In the submitted transactions of the dApps, multiple events are also emitted. These events also include information that potentially can be sensitive or can be utilised to link multiple events or transactions, and by that, additional information can be revealed, which then can lead to the construction of behavioural patterns of the dApp’s user base. Their analysis, therefore, can lay down a foundation for identifying the privacy-sensitive NFT-related data which then can prompt the introduction of updated privacy-preserving methods. Although, our focus is the NFTs, the analysis of the events is general and not restricted to our NFT scope.

In order to conduct the analysis, we collected transactions from a blockchain-based game that includes NFTs called Planet IXFootnote 1 which runs on the Polygon PoSFootnote 2, which is an Ethereum scalability solution. We extracted the basic transaction information and the event logs, and we categorised both the event types and properties. We also used graph visualisation to show how events can connect to other events in different transactions. Finally, we also discussed how the combination of these can be utilised for the detection of privacy-critical information.

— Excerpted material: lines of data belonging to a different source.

use std::time::Duration;

use async_trait::async_trait;
use thiserror::Error;

use crate::metadata::PackageMetadata;

pub const DEFAULT_MAX_REDIRECTS: usize = 5;
const DEFAULT_TIMEOUT: Duration = Duration::from_secs(10);
const DEFAULT_CONNECT_TIMEOUT: Duration = Duration::from_secs(5);

#[derive(Debug, Clone, PartialEq, Eq, Error)]
pub enum SourceError {
    #[error("failed to build HTTP client: {details}")]
    ClientBuild { details: String },

    #[error("request to {url} failed: {details}")]
    Request { url: String, details: String },

    #[error("request to {url} timed out")]
    Timeout { url: String },

    #[error("{url} responded with HTTP {status}")]
    HttpStatus { url: String, status: u16 },

    #[error("failed to parse response from {url}: {details}")]
    Parse { url: String, details: String },
}

impl SourceError {
    pub fn request(url: &str, details: impl Into<String>) -> Self {
        Self::Request {
            url: url.to_string(),
            details: details.into(),
        }
    }

    pub fn parse(url: &str, details: impl Into<String>) -> Self {
        Self::Parse {
            url: url.to_string(),
            details: details.into(),
        }
    }

    fn from_reqwest(url: &str, error: &reqwest::Error) -> Self {
        if error.is_timeout() {
            Self::Timeout {
                url: url.to_string(),
            }
        } else {
            Self::request(url, error.to_string())
        }
    }
}

/// Remote capability the scanner needs: read a plugin's `package.json` and
/// check that a release archive exists.
#[async_trait]
pub trait ReleaseHost: Send + Sync {
    /// Fetches and parses the metadata document at `url`.
    async fn fetch_metadata(&self, url: &str) -> Result<PackageMetadata, SourceError>;

    /// Issues a HEAD request and returns the final status after redirects.
    async fn probe_artifact(&self, url: &str) -> Result<u16, SourceError>;
}

#[derive(Debug, Clone, PartialEq, Eq)]
pub struct HttpOptions {
    pub timeout: Duration,
    pub connect_timeout: Duration,
    pub max_redirects: usize,
    pub user_agent: String,
}

impl Default for HttpOptions {
    fn default() -> Self {
        Self {
            timeout: DEFAULT_TIMEOUT,
            connect_timeout: DEFAULT_CONNECT_TIMEOUT,
            max_redirects: DEFAULT_MAX_REDIRECTS,
            user_agent: format!("plugup/{}", env!("CARGO_PKG_VERSION")),
        }
    }
}

/// [`ReleaseHost`] backed by a reqwest client.
#[derive(Debug, Clone)]
pub struct HttpReleaseHost {
    client: reqwest::Client,
}

impl HttpReleaseHost {
    /// Builds a client with finite timeouts and a bounded redirect policy.
    ///
    /// # Errors
    /// Returns an error when the underlying TLS backend cannot be initialized.
    pub fn new(options: &HttpOptions) -> Result<Self, SourceError> {
        let client = reqwest::Client::builder()
            .timeout(options.timeout)
            .connect_timeout(options.connect_timeout)
            .user_agent(options.user_agent.clone())
            .redirect(reqwest::redirect::Policy::limited(options.max_redirects))
            .build()
            .map_err(|e| SourceError::ClientBuild {
                details: e.to_string(),
            })?;

        Ok(Self { client })
    }
}

#[async_trait]
impl ReleaseHost for HttpReleaseHost {
    async fn fetch_metadata(&self, url: &str) -> Result<PackageMetadata, SourceError> {
        let response = self
            .client
            .get(url)
            .send()
            .await
            .map_err(|e| SourceError::from_reqwest(url, &e))?;

        if !response.status().is_success() {
            return Err(SourceError::HttpStatus {
                url: url.to_string(),
                status: response.status().as_u16(),
            });
        }

        let body = response
            .text()
            .await
            .map_err(|e| SourceError::from_reqwest(url, &e))?;

        PackageMetadata::from_json(&body).map_err(|e| SourceError::parse(url, e.to_string()))
    }

    async fn probe_artifact(&self, url: &str) -> Result<u16, SourceError> {
        let response = self
            .client
            .head(url)
            .send()
            .await
            .map_err(|e| SourceError::from_reqwest(url, &e))?;

        Ok(response.status().as_u16())
    }
}

#[cfg(test)]
mod tests {
    use tokio::io::{AsyncReadExt, AsyncWriteExt};
    use tokio::net::{TcpListener, TcpStream};

    use super::*;

    /// Serves canned responses on a loopback port until the test ends.
    ///
    /// `/hops/N` redirects to `/hops/N-1` and answers 200 at zero.
    async fn serve() -> String {
        let listener = TcpListener::bind("127.0.0.1:0")
            .await
            .expect("bind loopback listener");
        let base = format!("http://{}", listener.local_addr().expect("local addr"));
        tokio::spawn(async move {
            while let Ok((stream, _)) = listener.accept().await {
                tokio::spawn(respond(stream));
            }
        });
        base
    }

    async fn respond(mut stream: TcpStream) {
        let mut request = Vec::new();
        let mut buf = [0u8; 1024];
        while !request.windows(4).any(|w| w == b"\r\n\r\n") {
            match stream.read(&mut buf).await {
                Ok(0) | Err(_) => return,
                Ok(n) => request.extend_from_slice(&buf[..n]),
            }
        }
        let request = String::from_utf8_lossy(&request);
        let mut parts = request.split_whitespace();
        let method = parts.next().unwrap_or_default();
        let path = parts.next().unwrap_or_default();

        let (status, location, body) = match path {
            "/package.json" => ("200 OK", None, r#"{"name": "x", "version": "1.3.0"}"#),
            "/garbage" => ("200 OK", None, "404: Not Found"),
            _ => match path.strip_prefix("/hops/").and_then(|n| n.parse::<u32>().ok()) {
                Some(0) => ("200 OK", None, ""),
                Some(n) => ("302 Found", Some(format!("/hops/{}", n - 1)), ""),
                None => ("404 Not Found", None, "Not Found"),
            },
        };

        let mut response = format!(
            "HTTP/1.1 {status}\r\ncontent-length: {}\r\nconnection: close\r\n",
            body.len()
        );
        if let Some(location) = location {
            response.push_str(&format!("location: {location}\r\n"));
        }
        response.push_str("\r\n");
        if method != "HEAD" {
            response.push_str(body);
        }
        let _ = stream.write_all(response.as_bytes()).await;
        let _ = stream.shutdown().await;
    }

    fn host() -> HttpReleaseHost {
        HttpReleaseHost::new(&HttpOptions::default()).expect("client should build")
    }

    #[tokio::test]
    async fn fetch_metadata_reads_version() {
        let base = serve().await;

        let metadata = host()
            .fetch_metadata(&format!("{base}/package.json"))
            .await
            .expect("metadata should load");

        assert_eq!(metadata.version(), Some("1.3.0"));
    }

    #[tokio::test]
    async fn fetch_metadata_maps_error_status() {
        let base = serve().await;
        let url = format!("{base}/missing");

        let result = host().fetch_metadata(&url).await;

        assert_eq!(result, Err(SourceError::HttpStatus { url, status: 404 }));
    }

    #[tokio::test]
    async fn fetch_metadata_rejects_non_json_body() {
        let base = serve().await;

        let result = host().fetch_metadata(&format!("{base}/garbage")).await;

        assert!(matches!(result, Err(SourceError::Parse { .. })));
    }

    #[tokio::test]
    async fn probe_artifact_follows_up_to_five_redirects() {
        let base = serve().await;
        let host = host();

        assert_eq!(host.probe_artifact(&format!("{base}/hops/0")).await, Ok(200));
        assert_eq!(host.probe_artifact(&format!("{base}/hops/5")).await, Ok(200));
    }

    #[tokio::test]
    async fn probe_artifact_fails_past_redirect_limit() {
        let base = serve().await;

        let result = host().probe_artifact(&format!("{base}/hops/6")).await;

        assert!(matches!(result, Err(SourceError::Request { .. })));
    }

    #[tokio::test]
    async fn probe_artifact_returns_final_non_ok_status() {
        let base = serve().await;

        let result = host()
            .probe_artifact(&format!("{base}/releases/download/v1.0.0/x.zip"))
            .await;

        assert_eq!(result, Ok(404));
    }

    #[test]
    fn default_options_are_finite_and_bounded() {
        let options = HttpOptions::default();

        assert_eq!(options.max_redirects, 5);
        assert_eq!(options.timeout, Duration::from_secs(10));
        assert_eq!(options.connect_timeout, Duration::from_secs(5));
        assert!(options.user_agent.starts_with("plugup/"));
    }

    #[test]
    fn http_host_builds_with_default_options() {
        assert!(HttpReleaseHost::new(&HttpOptions::default()).is_ok());
    }

    #[test]
    fn error_display_includes_url_and_reason() {
        let status = SourceError::HttpStatus {
            url: "https://github.com/utkwdn/x/releases/download/v1.0.0/x.zip".to_string(),
            status: 404,
        };
        let parse = SourceError::parse("https://example.test/package.json", "expected value");

        assert_eq!(
            status.to_string(),
            "https://github.com/utkwdn/x/releases/download/v1.0.0/x.zip responded with HTTP 404"
        );
        assert_eq!(
            parse.to_string(),
            "failed to parse response from https://example.test/package.json: expected value"
        );
    }
}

The rest of the paper is structured as follows: Sect. 2 introduces related works to this research. Following that, in Sect. 3 we give a high-level overview of the concept that describes how we analyse blockchain transaction logs. In Sect. 4 we explain how the data collection has been conducted. In Sect. 5 we discuss in detail how we analysed the data, present some visualisation results and describe what the results can be used in regards to NFT privacy. Finally, in Sect. 6 we conclude the paper and mention our planned future steps to enhance this research.

2 Related Works

This section presents the related research works. It provides examples of both blockchain-based analysis and previously used privacy-enhancing techniques and also describes where this research offers an enhancement in this area.

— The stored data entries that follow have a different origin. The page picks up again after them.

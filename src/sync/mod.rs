//! Metadata synchronization with the remote server.
//!
//! The sync layer only ever transports already-encrypted metadata strings; it
//! never touches plaintext file bytes. The server is the arbiter of conflicts
//! (last writer by version/timestamp wins); this side only transmits correct
//! versions and the per-device continuation token.

pub mod client;
pub mod models;
pub mod state;

pub use client::{Session, SyncClient};
pub use models::{
    AuthRequest, AuthResponse, FileMetadataRecord, SyncExchange, SyncRequest, SyncStatusResponse,
    VaultFileMetadata,
};
pub use state::SyncState;

use thiserror::Error;

/// Errors surfaced by the sync layer.
#[derive(Error, Debug)]
pub enum SyncError {
    #[error("Not authenticated")]
    NotAuthenticated,

    #[error("Server not available")]
    ServerUnavailable,

    #[error("Authentication failed: {0}")]
    Authentication(String),

    #[error("Server error: {0}")]
    Server(String),

    #[error("Sync exchange timed out")]
    Timeout,

    #[error("Error decoding server response: {0}")]
    Decoding(String),

    #[error("Transport error: {0}")]
    Transport(#[from] reqwest::Error),
}

/// Result type for sync operations.
pub type Result<T> = std::result::Result<T, SyncError>;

Zhao et al. [13] described the Ethereum blockchain as an ecosystem that consists of users and contracts that cohabit with the blockchain fabric. It is not like an online social network or a financial network; it is more like the Internet where users and programs interact with each other based on predefined rules. They aimed to study Ethereum by examining all interactions (user-to-user, user-to-contract, contract-to-user, contract-to-contract) in order to explore the evolution of the network, its properties and communities. To achieve this, they constructed four temporal networks from Ethereum and they applied global network properties to detect changes and anomalies. They also leveraged machine learning models to make predictions regarding the continuation of the determined communities. They presented that these techniques can be applied in areas such as blockchain intelligence and blockchain-based social networks.

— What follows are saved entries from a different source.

//! AES-256-GCM encryption and decryption of vault objects.
//!
//! On-disk layout per encrypted object:
//! - `{uuid}.encrypted`: one opaque combined blob `nonce(12) || ciphertext || auth_tag(16)`
//! - `{uuid}.encrypted.meta`: JSON sidecar with the original file name,
//!   encryption timestamp (epoch seconds), and the nonce duplicated as base64.
//!
//! Nonces are freshly random per encryption call; reuse under the same key is
//! a critical invariant violation, so there is no code path that accepts a
//! caller-supplied nonce.

use crate::crypto::keys::MasterKey;
use crate::crypto::{CryptoError, Result};
use aes_gcm::{
    aead::{Aead, AeadCore, KeyInit, OsRng},
    Aes256Gcm, Nonce,
};
use base64::{engine::general_purpose::STANDARD as BASE64, Engine};
use serde::{Deserialize, Serialize};

/// Nonce length in bytes (96-bit GCM nonce).
pub const NONCE_LENGTH: usize = 12;

/// Authentication tag length in bytes.
pub const TAG_LENGTH: usize = 16;

/// An encrypted vault object: `nonce || ciphertext || auth_tag` as one blob.
///
/// The blob is opaque to everything outside this module; the tag is verified
/// on decrypt and no partial plaintext is ever returned on failure.
#[derive(Debug, Clone, PartialEq, Eq)]
pub struct EncryptedObject {
    combined: Vec<u8>,
}

impl EncryptedObject {
    /// Reconstruct an object from stored bytes.
    ///
    /// The minimum is nonce + tag with an empty ciphertext, since empty
    /// plaintexts are legal.
    pub fn from_bytes(combined: Vec<u8>) -> Result<Self> {
        if combined.len() < NONCE_LENGTH + TAG_LENGTH {
            return Err(CryptoError::MalformedObject(format!(
                "Blob too short: {} bytes",
                combined.len()
            )));
        }
        Ok(Self { combined })
    }

    /// The combined blob as stored on disk.
    pub fn as_bytes(&self) -> &[u8] {
        &self.combined
    }

    /// Consume the object, returning the combined blob.
    pub fn into_bytes(self) -> Vec<u8> {
        self.combined
    }

    /// The 12-byte nonce prefix.
    pub fn nonce(&self) -> &[u8] {
        &self.combined[..NONCE_LENGTH]
    }

    fn ciphertext_with_tag(&self) -> &[u8] {
        &self.combined[NONCE_LENGTH..]
    }
}

/// Sidecar metadata stored next to each ciphertext object.
///
/// Field names match the container's JSON format exactly.
#[derive(Debug, Clone, Serialize, Deserialize)]
pub struct Sidecar {
    #[serde(rename = "originalFileName")]
    pub original_file_name: String,

    /// Epoch seconds at encryption time.
    #[serde(rename = "dateEncrypted")]
    pub date_encrypted: i64,

    /// Nonce duplicated as base64 (also present in the combined blob).
    pub nonce: String,
}

/// Encrypt plaintext bytes with a fresh random nonce.
///
/// Returns the combined object and its sidecar. Empty plaintexts are allowed;
/// the result is then just `nonce || tag`.
pub fn encrypt_bytes(
    key: &MasterKey,
    plaintext: &[u8],
    original_file_name: &str,
) -> Result<(EncryptedObject, Sidecar)> {
    let cipher = Aes256Gcm::new(key.as_bytes().into());

    let nonce = Aes256Gcm::generate_nonce(&mut OsRng);
    let nonce_bytes: [u8; NONCE_LENGTH] = nonce.into();

    // aes-gcm appends the auth tag to the ciphertext
    let ciphertext_with_tag = cipher
        .encrypt(&nonce, plaintext)
        .map_err(|e| CryptoError::EncryptionFailed(format!("{}", e)))?;

    let mut combined = Vec::with_capacity(NONCE_LENGTH + ciphertext_with_tag.len());
    combined.extend_from_slice(&nonce_bytes);
    combined.extend_from_slice(&ciphertext_with_tag);

    let sidecar = Sidecar {
        original_file_name: original_file_name.to_string(),
        date_encrypted: chrono::Utc::now().timestamp(),
        nonce: BASE64.encode(nonce_bytes),
    };

    Ok((EncryptedObject { combined }, sidecar))
}

/// Decrypt a combined object, verifying its authentication tag.
///
/// Tag mismatch and wrong key are indistinguishable by design; both surface
/// as [`CryptoError::IntegrityFailure`].
pub fn decrypt_object(key: &MasterKey, object: &EncryptedObject) -> Result<Vec<u8>> {
    let nonce_bytes: [u8; NONCE_LENGTH] = object.nonce()
        .try_into()
        .map_err(|_| CryptoError::MalformedObject("Invalid nonce length".to_string()))?;

    let cipher = Aes256Gcm::new(key.as_bytes().into());
    let nonce = Nonce::from(nonce_bytes);

    cipher
        .decrypt(&nonce, object.ciphertext_with_tag())
        .map_err(|_| CryptoError::IntegrityFailure)
}

#[cfg(test)]
mod tests {
    use super::*;
    use crate::crypto::kdf::derive_key;

    fn test_key() -> MasterKey {
        derive_key("cipher-test-password", b"cipher-test-salt")
    }

    #[test]
    fn encrypt_decrypt_roundtrip() {
        let key = test_key();
        let plaintext = b"Confidential report contents.";

        let (object, sidecar) = encrypt_bytes(&key, plaintext, "report.pdf").unwrap();
        assert_eq!(sidecar.original_file_name, "report.pdf");

        let decrypted = decrypt_object(&key, &object).unwrap();
        assert_eq!(decrypted, plaintext);
    }

    #[test]
    fn empty_plaintext_roundtrip() {
        let key = test_key();
        let (object, _) = encrypt_bytes(&key, b"", "empty.txt").unwrap();
        assert_eq!(object.as_bytes().len(), NONCE_LENGTH + TAG_LENGTH);
        assert_eq!(decrypt_object(&key, &object).unwrap(), b"");
    }

    #[test]
    fn sidecar_nonce_matches_blob_prefix() {
        let key = test_key();
        let (object, sidecar) = encrypt_bytes(&key, b"data", "a.txt").unwrap();
        assert_eq!(sidecar.nonce, BASE64.encode(object.nonce()));
    }

    #[test]
    fn tampering_any_bit_is_detected() {
        let key = test_key();
        let (object, _) = encrypt_bytes(&key, b"Original data", "a.bin").unwrap();

        let blob = object.as_bytes().to_vec();
        for byte_index in 0..blob.len() {
            let mut tampered = blob.clone();
            tampered[byte_index] ^= 0x01;
            let tampered = EncryptedObject::from_bytes(tampered).unwrap();
            assert!(
                matches!(
                    decrypt_object(&key, &tampered),
                    Err(CryptoError::IntegrityFailure)
                ),
                "bit flip at byte {} was not detected",
                byte_index
            );
        }
    }

    #[test]
    fn wrong_key_fails_like_tampering() {
        let key = test_key();
        let wrong = derive_key("wrong-password", b"cipher-test-salt");

        let (object, _) = encrypt_bytes(&key, b"secret", "s.txt").unwrap();
        assert!(matches!(
            decrypt_object(&wrong, &object),
            Err(CryptoError::IntegrityFailure)
        ));
    }

    #[test]
    fn nonces_never_repeat() {
        let key = test_key();
        let mut seen = std::collections::HashSet::new();
        for _ in 0..10_000 {
            let (object, _) = encrypt_bytes(&key, b"x", "n.txt").unwrap();
            assert!(seen.insert(object.nonce().to_vec()), "nonce repeated");
        }
    }

    #[test]
    fn from_bytes_rejects_truncated_blob() {
        assert!(EncryptedObject::from_bytes(vec![0u8; NONCE_LENGTH + TAG_LENGTH - 1]).is_err());
        assert!(EncryptedObject::from_bytes(vec![0u8; NONCE_LENGTH + TAG_LENGTH]).is_ok());
    }

    #[test]
    fn sidecar_json_uses_container_field_names() {
        let sidecar = Sidecar {
            original_file_name: "report.pdf".to_string(),
            date_encrypted: 1_700_000_000,
            nonce: "AAAA".to_string(),
        };
        let json = serde_json::to_value(&sidecar).unwrap();
        assert!(json.get("originalFileName").is_some());
        assert!(json.get("dateEncrypted").is_some());
        assert!(json.get("nonce").is_some());
    }
}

Hu et al. [4] stated that classification could help identify smart contract vulnerabilities because contracts have different behavioural characteristics and application use cases, which show a variance in their detection. The classification can potentially also rely on the deployer of a contract because it can reveal the true purpose of the contract and it can also consider the identified design issues because they can potentially consume a large amount of gas. For this purpose, they manually analysed 10,000 smart contracts. They identified 4 behaviour patterns, and 14 basic features and also designed a data-slicing approach to minimalise the negative effect of insufficient datasets, which enabled them to present the effectiveness of the approach in an LSTM network.

Casale-Brunet et al. [2] mentioned that there can be a parallel drawn between NFT transaction graphs and graphs that are used to describe social media interactions. The latter has been previously used to determine user preferences, and they stated that there is a possibility that related algorithms can be leveraged to identify trusted/influential wallets and analyse market evolution. To explore this area, a systematic analysis has been conducted on the evolution of the NFT communities based on their interaction graphs and related properties. This analysis presented results in identifying so-called super nodes, which are wallets that coexist in multiple NFT collections and that have been presented to be influential on the market.

Wan et al. [9] mentioned that smart contracts take off-chain data as input through interactions. They also added that it is highly important to provide data authenticity and privacy protection for the off-chain data. Their research on existing works presented that they only offer a solution for either of those; therefore, to provide an enhancement on this, they designed an extended zero-knowledge succinct non-interactive argument of knowledge (zk-SNARK) called zk-DASNARK that handles the data authentication by also leveraging digital signatures. Their model, a zero-knowledge authenticated data feed system (zk-AuthFeed) utilises zk-DASNARK to provide data authentication and privacy protection for dApps.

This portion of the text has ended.